## Task details
Scan the records below. List lines holding "struct".

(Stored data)
###

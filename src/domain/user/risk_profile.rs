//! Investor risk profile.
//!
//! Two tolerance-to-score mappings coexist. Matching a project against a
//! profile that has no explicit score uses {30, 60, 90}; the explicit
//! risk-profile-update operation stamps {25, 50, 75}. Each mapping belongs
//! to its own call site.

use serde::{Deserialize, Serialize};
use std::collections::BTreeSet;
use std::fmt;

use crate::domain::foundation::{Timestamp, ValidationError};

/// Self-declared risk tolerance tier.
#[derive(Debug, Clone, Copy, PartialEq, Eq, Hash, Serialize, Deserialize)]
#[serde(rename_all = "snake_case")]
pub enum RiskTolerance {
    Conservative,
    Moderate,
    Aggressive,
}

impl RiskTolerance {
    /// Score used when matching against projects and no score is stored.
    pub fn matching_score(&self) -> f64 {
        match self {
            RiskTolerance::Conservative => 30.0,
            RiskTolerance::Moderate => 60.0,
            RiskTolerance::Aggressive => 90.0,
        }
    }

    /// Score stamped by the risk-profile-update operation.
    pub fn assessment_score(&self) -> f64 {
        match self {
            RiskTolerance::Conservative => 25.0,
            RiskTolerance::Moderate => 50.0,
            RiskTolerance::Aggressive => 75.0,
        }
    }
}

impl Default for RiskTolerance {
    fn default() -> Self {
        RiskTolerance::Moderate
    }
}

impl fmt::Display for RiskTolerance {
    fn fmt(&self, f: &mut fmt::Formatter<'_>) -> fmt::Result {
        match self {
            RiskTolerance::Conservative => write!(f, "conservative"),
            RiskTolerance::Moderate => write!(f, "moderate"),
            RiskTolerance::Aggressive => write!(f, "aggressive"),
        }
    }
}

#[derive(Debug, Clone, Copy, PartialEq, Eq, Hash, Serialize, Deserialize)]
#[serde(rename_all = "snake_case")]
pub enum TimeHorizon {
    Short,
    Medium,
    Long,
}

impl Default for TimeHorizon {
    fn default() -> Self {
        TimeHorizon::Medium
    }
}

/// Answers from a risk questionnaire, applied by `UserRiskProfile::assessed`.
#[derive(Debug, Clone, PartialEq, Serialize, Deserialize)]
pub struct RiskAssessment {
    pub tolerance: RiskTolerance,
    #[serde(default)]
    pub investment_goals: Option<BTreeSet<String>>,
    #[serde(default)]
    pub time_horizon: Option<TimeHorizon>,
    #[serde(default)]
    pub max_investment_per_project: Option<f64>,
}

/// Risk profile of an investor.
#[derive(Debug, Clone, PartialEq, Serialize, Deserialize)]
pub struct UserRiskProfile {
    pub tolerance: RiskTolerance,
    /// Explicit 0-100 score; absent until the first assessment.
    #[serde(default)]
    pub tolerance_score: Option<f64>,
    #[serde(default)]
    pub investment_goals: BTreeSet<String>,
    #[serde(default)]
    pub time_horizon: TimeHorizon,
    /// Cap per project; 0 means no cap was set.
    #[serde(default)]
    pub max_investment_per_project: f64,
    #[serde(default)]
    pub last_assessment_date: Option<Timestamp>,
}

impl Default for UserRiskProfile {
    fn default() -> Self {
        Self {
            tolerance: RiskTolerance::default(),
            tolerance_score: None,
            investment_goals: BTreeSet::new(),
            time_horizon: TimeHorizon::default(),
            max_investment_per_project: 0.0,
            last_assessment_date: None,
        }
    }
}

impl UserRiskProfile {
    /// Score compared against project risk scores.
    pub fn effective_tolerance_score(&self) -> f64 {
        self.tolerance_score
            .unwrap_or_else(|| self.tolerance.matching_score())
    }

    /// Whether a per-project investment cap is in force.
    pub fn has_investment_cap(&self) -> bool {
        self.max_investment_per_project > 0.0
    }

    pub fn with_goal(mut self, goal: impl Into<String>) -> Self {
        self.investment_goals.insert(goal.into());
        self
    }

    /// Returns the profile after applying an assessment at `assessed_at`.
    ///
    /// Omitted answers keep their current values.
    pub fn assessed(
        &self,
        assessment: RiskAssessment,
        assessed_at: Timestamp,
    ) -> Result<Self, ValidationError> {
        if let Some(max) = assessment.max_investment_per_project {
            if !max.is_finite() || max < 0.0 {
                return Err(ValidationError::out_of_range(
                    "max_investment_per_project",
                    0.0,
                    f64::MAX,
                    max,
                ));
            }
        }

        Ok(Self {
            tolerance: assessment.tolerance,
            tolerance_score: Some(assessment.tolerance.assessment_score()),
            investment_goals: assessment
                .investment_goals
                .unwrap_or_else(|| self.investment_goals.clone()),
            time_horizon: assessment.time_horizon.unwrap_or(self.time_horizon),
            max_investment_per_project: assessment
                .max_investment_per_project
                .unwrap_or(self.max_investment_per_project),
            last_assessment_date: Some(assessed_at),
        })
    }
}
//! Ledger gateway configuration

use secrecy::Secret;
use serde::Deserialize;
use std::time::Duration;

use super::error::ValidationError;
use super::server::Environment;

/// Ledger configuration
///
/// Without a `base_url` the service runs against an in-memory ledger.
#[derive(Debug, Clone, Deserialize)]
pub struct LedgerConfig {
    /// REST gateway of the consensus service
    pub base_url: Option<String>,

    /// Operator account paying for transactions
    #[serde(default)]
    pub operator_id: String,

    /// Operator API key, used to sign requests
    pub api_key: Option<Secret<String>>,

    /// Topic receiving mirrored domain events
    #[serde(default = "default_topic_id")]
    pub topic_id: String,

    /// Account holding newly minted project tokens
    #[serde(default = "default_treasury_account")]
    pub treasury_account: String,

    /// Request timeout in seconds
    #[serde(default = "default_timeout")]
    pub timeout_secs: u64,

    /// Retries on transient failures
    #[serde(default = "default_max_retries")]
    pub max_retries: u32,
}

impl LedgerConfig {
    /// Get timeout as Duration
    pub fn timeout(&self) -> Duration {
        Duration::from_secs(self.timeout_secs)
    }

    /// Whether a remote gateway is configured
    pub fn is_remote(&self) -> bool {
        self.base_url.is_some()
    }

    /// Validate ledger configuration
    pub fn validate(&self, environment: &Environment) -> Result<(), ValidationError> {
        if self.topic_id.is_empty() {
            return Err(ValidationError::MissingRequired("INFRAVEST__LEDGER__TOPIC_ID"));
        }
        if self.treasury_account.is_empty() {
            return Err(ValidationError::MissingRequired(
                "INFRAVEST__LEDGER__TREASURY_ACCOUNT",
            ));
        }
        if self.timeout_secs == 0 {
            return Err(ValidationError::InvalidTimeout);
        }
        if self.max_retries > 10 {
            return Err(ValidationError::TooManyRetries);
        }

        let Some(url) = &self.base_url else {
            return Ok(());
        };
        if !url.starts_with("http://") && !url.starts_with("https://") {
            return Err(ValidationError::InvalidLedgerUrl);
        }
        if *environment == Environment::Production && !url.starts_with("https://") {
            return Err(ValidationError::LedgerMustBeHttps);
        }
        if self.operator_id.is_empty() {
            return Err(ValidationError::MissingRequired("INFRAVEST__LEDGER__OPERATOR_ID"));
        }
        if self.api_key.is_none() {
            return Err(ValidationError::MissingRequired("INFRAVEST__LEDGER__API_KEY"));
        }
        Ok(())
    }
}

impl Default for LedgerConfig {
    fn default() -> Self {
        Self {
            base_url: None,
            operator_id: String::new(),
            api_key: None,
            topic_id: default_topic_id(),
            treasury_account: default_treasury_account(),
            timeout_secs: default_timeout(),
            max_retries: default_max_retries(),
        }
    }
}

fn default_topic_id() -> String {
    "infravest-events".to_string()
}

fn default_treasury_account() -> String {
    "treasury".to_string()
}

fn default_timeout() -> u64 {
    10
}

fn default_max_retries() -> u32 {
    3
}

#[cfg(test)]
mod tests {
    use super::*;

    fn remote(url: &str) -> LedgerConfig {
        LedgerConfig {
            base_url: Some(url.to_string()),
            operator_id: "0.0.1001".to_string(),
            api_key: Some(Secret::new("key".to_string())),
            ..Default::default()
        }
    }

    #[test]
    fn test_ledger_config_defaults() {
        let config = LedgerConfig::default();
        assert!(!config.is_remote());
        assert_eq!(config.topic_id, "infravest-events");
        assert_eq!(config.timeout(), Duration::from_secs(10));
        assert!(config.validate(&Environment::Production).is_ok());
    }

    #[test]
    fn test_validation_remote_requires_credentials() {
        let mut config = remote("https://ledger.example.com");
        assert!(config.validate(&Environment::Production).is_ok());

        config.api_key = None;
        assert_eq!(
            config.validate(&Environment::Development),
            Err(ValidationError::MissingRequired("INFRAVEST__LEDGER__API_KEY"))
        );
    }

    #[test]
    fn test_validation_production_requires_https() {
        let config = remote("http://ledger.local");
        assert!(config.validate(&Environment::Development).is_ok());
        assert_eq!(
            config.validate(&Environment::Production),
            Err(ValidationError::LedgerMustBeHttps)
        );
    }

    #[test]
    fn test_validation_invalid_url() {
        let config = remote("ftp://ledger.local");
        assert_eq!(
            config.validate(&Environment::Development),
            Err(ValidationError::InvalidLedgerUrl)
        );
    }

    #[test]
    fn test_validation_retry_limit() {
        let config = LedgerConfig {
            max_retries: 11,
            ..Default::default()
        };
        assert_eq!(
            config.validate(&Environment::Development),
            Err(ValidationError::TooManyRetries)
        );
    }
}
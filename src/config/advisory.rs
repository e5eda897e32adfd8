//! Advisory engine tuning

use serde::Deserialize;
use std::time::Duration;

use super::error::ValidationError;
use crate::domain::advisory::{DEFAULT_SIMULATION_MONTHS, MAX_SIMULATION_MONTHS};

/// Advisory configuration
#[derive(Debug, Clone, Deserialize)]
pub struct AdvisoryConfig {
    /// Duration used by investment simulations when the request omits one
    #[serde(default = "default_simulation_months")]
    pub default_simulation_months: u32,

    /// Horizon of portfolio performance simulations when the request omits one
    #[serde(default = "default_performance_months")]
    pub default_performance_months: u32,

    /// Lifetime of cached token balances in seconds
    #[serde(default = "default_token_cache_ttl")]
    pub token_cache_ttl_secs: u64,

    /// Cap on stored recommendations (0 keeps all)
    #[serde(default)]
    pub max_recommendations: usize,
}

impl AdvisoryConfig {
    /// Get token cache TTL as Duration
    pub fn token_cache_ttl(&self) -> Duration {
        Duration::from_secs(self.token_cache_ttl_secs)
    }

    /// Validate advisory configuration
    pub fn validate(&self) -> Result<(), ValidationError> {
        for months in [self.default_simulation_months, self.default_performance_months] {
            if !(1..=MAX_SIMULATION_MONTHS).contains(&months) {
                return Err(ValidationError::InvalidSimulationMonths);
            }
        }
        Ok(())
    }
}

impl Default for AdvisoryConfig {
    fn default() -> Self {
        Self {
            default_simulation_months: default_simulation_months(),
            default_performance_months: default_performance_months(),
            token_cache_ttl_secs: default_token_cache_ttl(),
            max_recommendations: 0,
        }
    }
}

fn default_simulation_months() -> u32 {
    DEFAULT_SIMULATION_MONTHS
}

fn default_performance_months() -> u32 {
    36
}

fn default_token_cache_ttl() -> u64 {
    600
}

###

## Response to the exercise
pub struct RiskAssessment {
pub struct UserRiskProfile {
pub struct LedgerConfig {
pub struct AdvisoryConfig {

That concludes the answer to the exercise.